[Collected data]
use serde::Deserialize;
use std::collections::BTreeSet;
use std::sync::atomic::{AtomicU64, AtomicUsize, Ordering};
use std::sync::Arc;

/// Static description of a remote node, as it appears in the config file.
#[derive(Debug, Clone, Deserialize)]
pub struct RemoteNodeConfig {
    pub name: String,
    /// e.g. `http://10.0.0.2:7400`
    pub base_url: String,
    #[serde(default)]
    pub labels: BTreeSet<String>,
    pub auth_token: Option<String>,
    #[serde(default = "default_weight")]
    pub weight: u32,
}

fn default_weight() -> u32 {
    1
}

/// A labeled HTTP endpoint capable of accepting tasks.
///
/// `inflight` counts remote submissions currently awaiting a response and
/// `last_success_at` records the newest successful submission (epoch ms,
/// 0 = never). Both feed the router's node selection: least loaded first,
/// ties broken toward higher weight, then toward most recently healthy.
#[derive(Debug)]
pub struct RemoteNode {
    pub name: String,
    pub base_url: String,
    pub labels: BTreeSet<String>,
    pub auth_token: Option<String>,
    pub weight: u32,
    inflight: AtomicUsize,
    last_success_at: AtomicU64,
}

impl RemoteNode {
    pub fn new(config: RemoteNodeConfig) -> Arc<Self> {
        Arc::new(Self {
            name: config.name,
            base_url: config.base_url.trim_end_matches('/').to_string(),
            labels: config.labels,
            auth_token: config.auth_token,
            weight: config.weight.max(1),
            inflight: AtomicUsize::new(0),
            last_success_at: AtomicU64::new(0),
        })
    }

    /// Whether any of the task's labels match this node.
    pub fn matches(&self, labels: &BTreeSet<String>) -> bool {
        !self.labels.is_disjoint(labels)
    }

    pub fn inflight_count(&self) -> usize {
        self.inflight.load(Ordering::SeqCst)
    }

    pub fn last_success_at(&self) -> u64 {
        self.last_success_at.load(Ordering::SeqCst)
    }

    pub fn begin_submission(&self) {
        self.inflight.fetch_add(1, Ordering::SeqCst);
    }

    pub fn end_submission(&self) {
        self.inflight.fetch_sub(1, Ordering::SeqCst);
    }

    pub fn record_success(&self, at_ms: u64) {
        self.last_success_at.store(at_ms, Ordering::SeqCst);
    }
}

→ Task: If a line in the entries contains "SeqCst", copy it.

→ Final answer:
        self.inflight.load(Ordering::SeqCst)
        self.last_success_at.load(Ordering::SeqCst)
        self.inflight.fetch_add(1, Ordering::SeqCst);
        self.inflight.fetch_sub(1, Ordering::SeqCst);
        self.last_success_at.store(at_ms, Ordering::SeqCst);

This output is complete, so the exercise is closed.